I manually killed that process, and then watched plex spin up new Plex Media Scanners that went through a number of other movies without issue. Taking a stab in the dark, I tried remuxing the offending mkv, and swapping the remuxed mkv into my media library, then told the plex UI to “Scan Library Files”. The Scanner got stuck on that file again. This time the command line was --scan --refresh --section 1 --activity 7f87d28a-7abb-4ad0-9f0f-9d8eda1e468f.

I did an strace on the running process, and it spit out a stream of read(...)s, all of which used the fd that corresponds to the mkv file, so it seemed like it was actually reading data from the file, but it never stopped reading.
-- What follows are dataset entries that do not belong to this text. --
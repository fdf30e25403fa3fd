// Copyright 2025 N. Dornseif
//
// Dual-licensed under Apache 2.0 and MIT terms.

//! Linear complexity test.
//! The Berlekamp-Massey algorithm finds the shortest LFSR producing the
//! sequence of one chosen bit of successive outputs. For a random sequence
//! of m bits the complexity L stays close to m/2 (Rueppel 1986).
//! Catches every generator that is linear over GF(2): LFSRs, xorshift and
//! the lower bits of power of two modulus LCGs.

use log::info;

use super::TestResult;
use crate::generator::GeneratorState;
use crate::stats::{stdnorm_cdf, stdnorm_pvalue};

/// Which bit of every output forms the sequence.
#[derive(Debug, Copy, Clone, PartialEq, Eq)]
pub enum BitPosition {
    Low,
    /// Bit `nbits / 2 - 1`.
    Mid,
    High,
    Index(u32),
}

impl BitPosition {
    /// Parse `low`, `mid`, `high` or a bit index.
    pub fn from_name(name: &str) -> Option<Self> {
        match name {
            "low" => Some(BitPosition::Low),
            "mid" => Some(BitPosition::Mid),
            "high" => Some(BitPosition::High),
            _ => name.parse().ok().map(BitPosition::Index),
        }
    }

    pub fn resolve(self, nbits: u32) -> u32 {
        match self {
            BitPosition::Low => 0,
            BitPosition::Mid => nbits / 2 - 1,
            BitPosition::High => nbits - 1,
            BitPosition::Index(i) => i,
        }
    }
}

#[derive(Debug, Clone, PartialEq)]
pub struct LinearCompOptions {
    /// Sequence length; the algorithm is quadratic in it.
    pub nbits: usize,
    pub bitpos: BitPosition,
}

/// Linear complexity of the 0/1 sequence `s`.
pub fn berlekamp_massey(s: &[u8]) -> usize {
    let n = s.len();
    if n == 0 {
        return 0;
    }
    // Connection polynomial, its value before the last length change and a
    // scratch copy.
    let mut c = vec![0u8; n];
    let mut b = vec![0u8; n];
    let mut t = vec![0u8; n];
    c[0] = 1;
    b[0] = 1;
    let mut l = 0usize;
    // Position of the last length change, `None` before the first one.
    let mut m: Option<usize> = None;
    for pos in 0..n {
        let d = c[1..=l]
            .iter()
            .zip(s[pos - l..pos].iter().rev())
            .fold(s[pos], |acc, (&ci, &si)| acc ^ (ci & si));
        if d == 0 {
            continue;
        }
        t.copy_from_slice(&c);
        let shift = match m {
            Some(m) => pos - m,
            None => pos + 1,
        };
        for (ci, &bi) in c[shift..].iter_mut().zip(b.iter()) {
            *ci ^= bi;
        }
        if 2 * l <= pos {
            l = pos + 1 - l;
            m = Some(pos);
            std::mem::swap(&mut b, &mut t);
        }
    }
    l
}

/// Expected linear complexity of a random sequence of `m` bits.
pub fn linearcomp_mean(m: usize) -> f64 {
    let parity = (m & 1) as f64;
    m as f64 / 2.0 + (4.0 + parity) / 18.0
}

pub fn linearcomp_test(state: &mut GeneratorState, opts: &LinearCompOptions) -> TestResult {
    let bitpos = opts.bitpos.resolve(state.nbits());
    assert!(
        bitpos < state.nbits(),
        "linear complexity: bit {} does not exist in {}-bit outputs",
        bitpos,
        state.nbits()
    );
    info!("Linear complexity test");
    info!("  nbits = {}; bitpos = {}", opts.nbits, bitpos);
    let s: Vec<u8> = (0..opts.nbits)
        .map(|_| ((state.next() >> bitpos) & 1) as u8)
        .collect();
    let l = berlekamp_massey(&s);
    let mean = linearcomp_mean(opts.nbits);
    let sigma = (86.0f64 / 81.0).sqrt();
    let z = (l as f64 - mean) / sigma;
    // Short complexities are the suspicious ones, so p is the lower tail.
    let result = TestResult::new("linearcomp", l as f64, stdnorm_cdf(z), stdnorm_pvalue(z));
    info!(
        "  L = {}; T = L - m/2 = {}; z = {:.3}; p = {}",
        l,
        l as f64 - opts.nbits as f64 / 2.0,
        z,
        result.p_value
    );
    result
}

#[cfg(test)]
mod tests {
    use super::*;
    use crate::generator::native_state;
    use crate::rngs;

    /// Sequence of the LFSR with characteristic polynomial x^17 + x^3 + 1.
    fn lfsr17(len: usize) -> Vec<u8> {
        let mut s = vec![0u8; len];
        s[0] = 1;
        s[5] = 1;
        s[16] = 1;
        for k in 17..len {
            s[k] = s[k - 17] ^ s[k - 14];
        }
        s
    }

    #[test]
    fn recovers_lfsr_length() {
        assert_eq!(berlekamp_massey(&lfsr17(200)), 17);
        assert_eq!(berlekamp_massey(&lfsr17(34)), 17);
    }

    #[test]
    fn trivial_sequences() {
        assert_eq!(berlekamp_massey(&[]), 0);
        assert_eq!(berlekamp_massey(&[0u8; 50]), 0);
        // Zeros followed by a single one need a register as long as the sequence.
        let mut s = vec![0u8; 30];
        s[29] = 1;
        assert_eq!(berlekamp_massey(&s), 30);
        let alternating: Vec<u8> = (0..64).map(|i| (i & 1) as u8).collect();
        assert_eq!(berlekamp_massey(&alternating), 2);
    }

    #[test]
    fn mean_offset_for_both_parities() {
        // (9 + (-1)^(m + 1)) / 36
        assert!((linearcomp_mean(1000) - (500.0 + 8.0 / 36.0)).abs() < 1e-12);
        assert!((linearcomp_mean(1001) - (500.5 + 10.0 / 36.0)).abs() < 1e-12);
    }

    #[test]
    fn bit_positions() {
        assert_eq!(BitPosition::from_name("mid").map(|b| b.resolve(64)), Some(31));
        assert_eq!(BitPosition::from_name("high").map(|b| b.resolve(32)), Some(31));
        assert_eq!(BitPosition::from_name("7"), Some(BitPosition::Index(7)));
        assert_eq!(BitPosition::from_name("middle"), None);
    }

    #[test]
    fn good_generator_stays_near_half_length() {
        let mut state = native_state::<rngs::ReferenceRand>(21, 64);
        let opts = LinearCompOptions {
            nbits: 2000,
            bitpos: BitPosition::High,
        };
        let r = linearcomp_test(&mut state, &opts);
        assert!((r.statistic - 1000.0).abs() < 20.0, "{r:?}");
        assert!((r.p_value + r.complement - 1.0).abs() < 1e-9);
    }

    #[test]
    fn lcg_lowest_bit_fails() {
        // The lowest bit of this LCG alternates.
        let mut state = native_state::<rngs::lcg::Lcg69069>(3, 32);
        let opts = LinearCompOptions {
            nbits: 1000,
            bitpos: BitPosition::Low,
        };
        let r = linearcomp_test(&mut state, &opts);
        assert!(r.statistic <= 2.0);
        assert!(r.p_value < 1e-10);
    }
}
Network traffic to the NAS where the media lives confirms this, it just read the file for literally days.

And the offending mkv file seems to play back fine, both before and after I remuxed it. Anyone know what I should try next?

If you believe you have hardware problems

No, wait, I was right the first time. The file on my NAS plays fine, I tried copying it locally, and that file is corrupt. I think it is a problem with the local drive.

Please check further and either post & mark as solved or provide additional information. The information provided above does not give nearly enough to assist in troubleshooting.

Sorry, I had an unfortunate coincidence last night, where my desktop’s secondary SSD started returning bad data from file reads. No errors, just successful reads but where the returned data was garbage. After rebooting, the entire drive read as garbage (Windows didn’t mount it, and reported the physical drive as uninitialized). I powered down and went to bed, and now this morning the drive is back with all its contents like last night never happened. So diving into that and deciding if I need to replace the drive will be a fun project for today…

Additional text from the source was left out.